Eine Google-Suche nach „customer centric“ ergibt rund 90 Millionen Treffer. Das zeigt die Bedeutung dieses Begriffs in Zeiten der digitalen Transformation. Und seine Beliebtheit. Wobei „Beliebtheit“ aus Sicht von Alessandro Panella, Geschäftsführer der Serviceplan Consulting Group, einen gewissen Zynismus gegenüber der inflationären Nutzung von Begriffen wie „Kundenorientierung“ oder „Kundenzentrierung“ ausdrückt.

Von Gastautor Alessandro Panella, Geschäftsführer der Serviceplan Consulting Group

Dieser Zynismus beruht nicht nur auf persönlichen Erfahrungen mit Unternehmen, die sich als kundenfreundlich bezeichnen, aber nicht in der Lage sind, dieses Versprechen zu halten, sondern auch auf folgenden Zahlen:

  • Obwohl 75 Prozent der Unternehmen sich als kundenorientiert bezeichnen, stimmen nur 30 Prozent der Kunden dieser Einschätzung zu.
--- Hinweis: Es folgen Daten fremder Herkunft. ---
//! Section scorers
//!
//! Each scorer is a pure function of the fragment, the page and the section
//! index. [`arbitrate`] combines their proposals.

use crate::config::DetectorConfig;
use crate::detection::similarity::{similarity, tokenize};
use crate::index::SectionIndex;
use crate::text::PageStructure;
use crate::types::{DetectionCandidate, DetectionMethod};
use std::collections::HashSet;

/// Fragments shorter than this carry no usable text
const MIN_FRAGMENT_CHARS: usize = 2;

/// A text fragment observed on a page
#[derive(Debug, Clone)]
pub struct DetectionInput<'a> {
    pub fragment: &'a str,
    pub page: u32,
    tokens: HashSet<String>,
}

impl<'a> DetectionInput<'a> {
    pub fn new(fragment: &'a str, page: u32) -> Self {
        Self {
            fragment: fragment.trim(),
            page,
            tokens: tokenize(fragment),
        }
    }

    pub fn has_text(&self) -> bool {
        self.fragment.chars().count() >= MIN_FRAGMENT_CHARS
    }

    pub fn tokens(&self) -> &HashSet<String> {
        &self.tokens
    }
}

/// Read-only state a scorer may consult
#[derive(Debug, Clone, Copy)]
pub struct ScoringContext<'a> {
    pub index: &'a SectionIndex,
    pub page_text: Option<&'a PageStructure>,
    pub config: &'a DetectorConfig,
}

pub type ScoreFn = fn(&DetectionInput<'_>, &ScoringContext<'_>) -> Option<DetectionCandidate>;

/// Scorers consulted for every detection, highest priority first
pub const PRIMARY_SCORERS: &[ScoreFn] = &[score_page_mapping, score_title_match];

/// Scorers consulted only when no text-backed candidate clears the threshold
pub const FALLBACK_SCORERS: &[ScoreFn] = &[score_heading_similarity];

/// Highest confidence at or above `threshold`; earlier candidates win ties
pub fn arbitrate(
    candidates: impl IntoIterator<Item = DetectionCandidate>,
    threshold: f64,
) -> Option<DetectionCandidate> {
    candidates
        .into_iter()
        .filter(|c| c.confidence >= threshold)
        .fold(None, |best, c| match best {
            Some(b) if b.confidence >= c.confidence => Some(b),
            _ => Some(c),
        })
}

/// The page's only section, when it has exactly one
pub fn score_page_mapping(
    input: &DetectionInput<'_>,
    ctx: &ScoringContext<'_>,
) -> Option<DetectionCandidate> {
    match ctx.index.sections_on_page(input.page).as_slice() {
        [only] => Some(DetectionCandidate {
            section: (*only).clone(),
            confidence: ctx.config.page_mapping_confidence,
            method: DetectionMethod::PageMapping,
        }),
        _ => None,
    }
}

/// Title pattern match, else keyword overlap, over sections covering the page
pub fn score_title_match(
    input: &DetectionInput<'_>,
    ctx: &ScoringContext<'_>,
) -> Option<DetectionCandidate> {
    if !input.has_text() {
        return None;
    }
    let config = ctx.config;
    let primary_id = ctx.index.primary_section(input.page).map(|s| &s.id);

    let mut best: Option<DetectionCandidate> = None;
    for section in ctx.index.sections_on_page(input.page) {
        let Some(matcher) = ctx.index.matcher(&section.id) else {
            continue;
        };

        let (mut confidence, method) = if matcher.matches(input.fragment) {
            (config.pattern_match_confidence, DetectionMethod::TitlePattern)
        } else {
            (
                matcher.keyword_fraction(input.tokens()) * config.keyword_weight,
                DetectionMethod::KeywordOverlap,
            )
        };
        if confidence <= 0.0 {
            continue;
        }
        if primary_id == Some(&section.id) {
            confidence *= config.agreement_boost;
        }
        let confidence = confidence.clamp(0.0, 1.0);

        if best.as_ref().map_or(true, |b| confidence > b.confidence) {
            best = Some(DetectionCandidate {
                section: section.clone(),
                confidence,
                method,
            });
        }
    }
    best
}

/// Fragment resembles a heading extracted from the page: attribute it to the
/// page's primary section
pub fn score_heading_similarity(
    input: &DetectionInput<'_>,
    ctx: &ScoringContext<'_>,
) -> Option<DetectionCandidate> {
    if !input.has_text() {
        return None;
    }
    let page_text = ctx.page_text?;
    let config = ctx.config;

    let best = page_text
        .headings
        .iter()
        .map(|h| similarity(input.fragment, &h.text))
        .filter(|sim| *sim > config.heading_similarity_threshold)
        .fold(None, |best: Option<f64>, sim| Some(best.map_or(sim, |b| b.max(sim))))?;

    let section = ctx.index.primary_section(input.page)?;
    Some(DetectionCandidate {
        section: section.clone(),
        confidence: (best * config.heading_similarity_weight).clamp(0.0, 1.0),
        method: DetectionMethod::HeadingSimilarity,
    })
}

#[cfg(test)]
mod tests {
    use super::*;
    use crate::config::TextConfig;
    use crate::text::{structure_page, TextToken};
    use crate::types::Section;

    fn index() -> SectionIndex {
        SectionIndex::new(
            vec![
                Section::configured("intro", "Introduction", 1, 5, 1),
                Section::configured("methods", "Materials and Methods", 6, 12, 1),
                Section::configured("tools", "Tooling Overview", 12, 12, 2),
                Section::configured("results", "Results", 13, 20, 1),
            ],
            20,
        )
    }

    fn ctx<'a>(index: &'a SectionIndex, config: &'a DetectorConfig) -> ScoringContext<'a> {
        ScoringContext {
            index,
            page_text: None,
            config,
        }
    }

    fn candidate(id: &str, confidence: f64) -> DetectionCandidate {
        DetectionCandidate {
            section: Section::configured(id, id, 1, 1, 1),
            confidence,
            method: DetectionMethod::KeywordOverlap,
        }
    }

    #[test]
    fn test_page_mapping_requires_single_section() {
        let index = index();
        let config = DetectorConfig::default();
        let ctx = ctx(&index, &config);

        let hit = score_page_mapping(&DetectionInput::new("", 7), &ctx).unwrap();
        assert_eq!(hit.section.id.as_str(), "methods");
        assert_eq!(hit.confidence, 0.85);

        // methods and tools both cover page 12
        assert!(score_page_mapping(&DetectionInput::new("", 12), &ctx).is_none());
    }

    #[test]
    fn test_title_pattern_with_agreement_boost() {
        let index = index();
        let config = DetectorConfig::default();
        let ctx = ctx(&index, &config);

        let hit = score_title_match(&DetectionInput::new("2. Materials and  Methods", 12), &ctx)
            .unwrap();
        assert_eq!(hit.section.id.as_str(), "methods");
        assert_eq!(hit.method, DetectionMethod::TitlePattern);
        assert_eq!(hit.confidence, 1.0);

        // tools is not the primary section of page 12, so no boost
        let hit = score_title_match(&DetectionInput::new("tooling overview", 12), &ctx).unwrap();
        assert_eq!(hit.section.id.as_str(), "tools");
        assert!((hit.confidence - 0.9).abs() < 1e-9);
    }

    #[test]
    fn test_keyword_overlap_scaled() {
        let index = index();
        let config = DetectorConfig::default();
        let ctx = ctx(&index, &config);

        // one of {materials, and, methods} on the primary section: 1/3 * 0.7 * 1.2
        let hit = score_title_match(&DetectionInput::new("our methods differ", 8), &ctx).unwrap();
        assert_eq!(hit.method, DetectionMethod::KeywordOverlap);
        assert!((hit.confidence - 0.28).abs() < 1e-9);

        assert!(score_title_match(&DetectionInput::new("unrelated words", 8), &ctx).is_none());
        assert!(score_title_match(&DetectionInput::new("x", 8), &ctx).is_none());
    }

    #[test]
    fn test_heading_similarity_uses_page_headings() {
        let index = index();
        let config = DetectorConfig::default();
        let page_text = structure_page(
            14,
            &[
                TextToken::new("Error Analysis Details", 0.0, 40.0, 16.0),
                TextToken::new("body text", 0.0, 80.0, 10.0),
            ],
            &TextConfig::default(),
        );
        let ctx = ScoringContext {
            index: &index,
            page_text: Some(&page_text),
            config: &config,
        };

        let hit =
            score_heading_similarity(&DetectionInput::new("error analysis details", 14), &ctx)
                .unwrap();
        assert_eq!(hit.section.id.as_str(), "results");
        assert!((hit.confidence - 0.8).abs() < 1e-9);

        // 2/4 overlap is below the similarity threshold
        assert!(
            score_heading_similarity(&DetectionInput::new("error analysis summary", 14), &ctx)
                .is_none()
        );
    }

    #[test]
    fn test_arbitrate_prefers_confidence_then_priority() {
        let best = arbitrate(
            vec![candidate("a", 0.5), candidate("b", 0.7), candidate("c", 0.7)],
            0.3,
        )
        .unwrap();
        assert_eq!(best.section.id.as_str(), "b");

        assert!(arbitrate(vec![candidate("a", 0.29)], 0.3).is_none());
        assert!(arbitrate(Vec::new(), 0.3).is_none());
    }
}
Schade, denn Kunden, die sehr zufrieden mit dem Produkt oder dem Serviceerlebnis sind, geben bis zu 140 Prozent mehr Geld aus1.
  • Kunden mit einer starken Beziehung zum Anbieter wechseln dreimal seltener zum Wettbewerb, empfehlen die Marke fünfmal öfter weiter, und die Wahrscheinlichkeit steigt um das Fünffache, dass sie zusätzliche Produkte und Dienstleistungen des Unternehmens in Anspruch nehmen2.
  • Der Schaden einer schlechten oder fehlenden Kundenorientierung wird auf 62 Milliarden3 bis 338 Milliarden US-Dollar geschätzt.

„Connecting people. Uniting the world” – mit diesem Spruch wirbt United Airlines. Fatal, wenn dann ein Passagier gewaltsam aus einer überbuchten Maschine geworfen wird. Der Fall hat der Fluglinie nicht nur ein PR-Debakel, sondern auch einen massiven Verlust an Vertrauen sowie von 700 Millionen US-Dollar an Börsenkapitalisierung beschert4. Das Beispiel zeigt, wie schwer es vielen Unternehmen fällt, Kundenzentrierung bei jeder Begegnung mit ihren Kunden zu leben.

Was also können Unternehmen tun, um Kunden und Mitarbeitern zu signalisieren, dass sie Kundenzentrierung ernst nehmen anstatt sie nur zu proklamieren?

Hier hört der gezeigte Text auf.